The results of this study are striking. The highest returns were achieved by the lowest risk portfolios defying the commonly held principle of higher risk, higher return. In fact, the data shows that in each instance that higher risk (as measured by stock volatility) was introduced to the portfolio, the risk-adjusted performance of the portfolios progressively and significantly declined.
These results are consistent with the findings of Baker, Bradley and Wurgler (2011) that low beta stocks have historically outperformed high beta stocks, an observation they described as the “low beta anomaly” [8]. They explained that one of the reasons for this anomaly was investor preference for risky stocks, leading to these stocks being overpriced and leading to lower returns. In a post “meme stock” and “WallStreetBets” world where investors lost money after paying high prices for several of the most volatile stocks, this observation seems particularly relevant today.

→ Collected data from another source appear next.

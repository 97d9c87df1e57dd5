//! Cache keys and TTL policy for Codebeamer requests.

use serde_json::Value;
use sha2::{Digest, Sha256};
use std::time::Duration;

use crate::cache::QueryKey;

use super::client::ApiRequest;

/// Project listings rarely change
pub const PROJECTS_TTL: Duration = Duration::from_secs(600);
/// Query results go stale faster than entity reads
pub const QUERY_TTL: Duration = Duration::from_secs(180);
/// Field metadata is effectively static
pub const FIELD_METADATA_TTL: Duration = Duration::from_secs(3600);
pub const HIERARCHY_TTL: Duration = Duration::from_secs(600);

impl QueryKey for ApiRequest {
  fn cache_hash(&self) -> String {
    // SHA256 hash for stable, fixed-length keys
    let mut hasher = Sha256::new();
    hasher.update(self.description().as_bytes());
    hex::encode(hasher.finalize())
  }

  fn description(&self) -> String {
    let query = canonical_json(&Value::Object(self.query.clone()));
    let body = self
      .body
      .as_ref()
      .map(canonical_json)
      .unwrap_or_else(|| "null".to_string());
    format!("{} {} {} {}", self.method, self.path, query, body)
  }
}

/// Cache patterns covering every cached view of one item: the item itself
/// and its sub-resources (children, relations, fields, ...).
pub fn item_patterns(item_id: u64) -> [String; 2] {
  [format!("/items/{} ", item_id), format!("/items/{}/", item_id)]
}

/// Matches every cached item query, including the batched item fetches.
/// A query result may hold any item, so these go whenever an item changes.
pub const ITEM_QUERY_PATTERN: &str = "POST /v3/items/query ";

/// Render JSON with object keys sorted at every level.
fn canonical_json(value: &Value) -> String {
  match value {
    Value::Object(map) => {
      let mut keys: Vec<&String> = map.keys().collect();
      keys.sort();
      let fields: Vec<String> = keys
        .into_iter()
        .map(|k| format!("{}:{}", Value::String(k.clone()), canonical_json(&map[k])))
        .collect();
      format!("{{{}}}", fields.join(","))
    }
    Value::Array(items) => {
      let items: Vec<String> = items.iter().map(canonical_json).collect();
      format!("[{}]", items.join(","))
    }
    other => other.to_string(),
  }
}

However, the results of this new study suggest that perhaps the most notable anomaly is a “high volatility anomaly.” While the lowest volatility portfolios in the study clearly generated the highest returns and best alpha and Sharpe ratios consistent with the findings of Baker, Bradley and Wurgler., the highest volatility portfolio (V10) appears to be the largest outlier. During the analysis period of April 30, 1994 through April 30, 2024, an investor in the S&P 500 Index would have earned a total return of 1872.7% but an investor in the V10 portfolio would have lost nearly half of his or her investment despite having to withstand significantly more volatility [3]. And, while the three lowest volatility and beta portfolios had an alpha of over 3.0 (again, consistent with the “low beta anomaly”), the two highest volatility portfolios V9 and V10 had alpha of −8.44 and −13.13, respectively, an extraordinary underperformance that appears even more remarkable. The impact of geometric mean return versus arithmetic mean return is also stark as the V10 portfolio had an arithmetic mean return of 4.98% yet cumulatively declined by 46.4%, highlighting the damaging effects of extreme volatility. A portfolio that declines 50%, would have to then increase by 100% to break even; so, despite the arithmetic mean being zero, the portfolio still will have declined by 25%.
As investors continue to monitor the implications of the “meme stock” and “WallStreetBets” phenomenon and wonder if higher volatility “get rich quick” stocks are worthwhile, this study reaches a very definitive conclusion: when investing in stocks, boring is indeed better.
5. Conclusion
This study reveals that U.S. publicly traded stocks with higher volatility have substantially underperformed lower volatility portfolios, contradicting the traditional financial theory that higher risk equates to higher returns. Portfolios in the highest volatility deciles exhibited lower cumulative and mean annual returns, lower alpha and worse Sharpe Ratios compared to those in the lowest volatility deciles. These results support the notion of the “low beta anomaly” and highlight the existence of a “high volatility anomaly,” where the highest volatility stocks substantially underperform despite their higher risk. The findings suggest that in the context of the “meme stock” phenomenon and beyond, investors should consider avoiding high-volatility stocks to achieve better risk-adjusted returns. This study underscores the importance of re-evaluating investment strategies that prioritize high volatility with the expectation of higher returns and emphasizes that lower risk can lead to better financial outcomes. Thus, when it comes to investing in stocks, boring certainly appears to be better.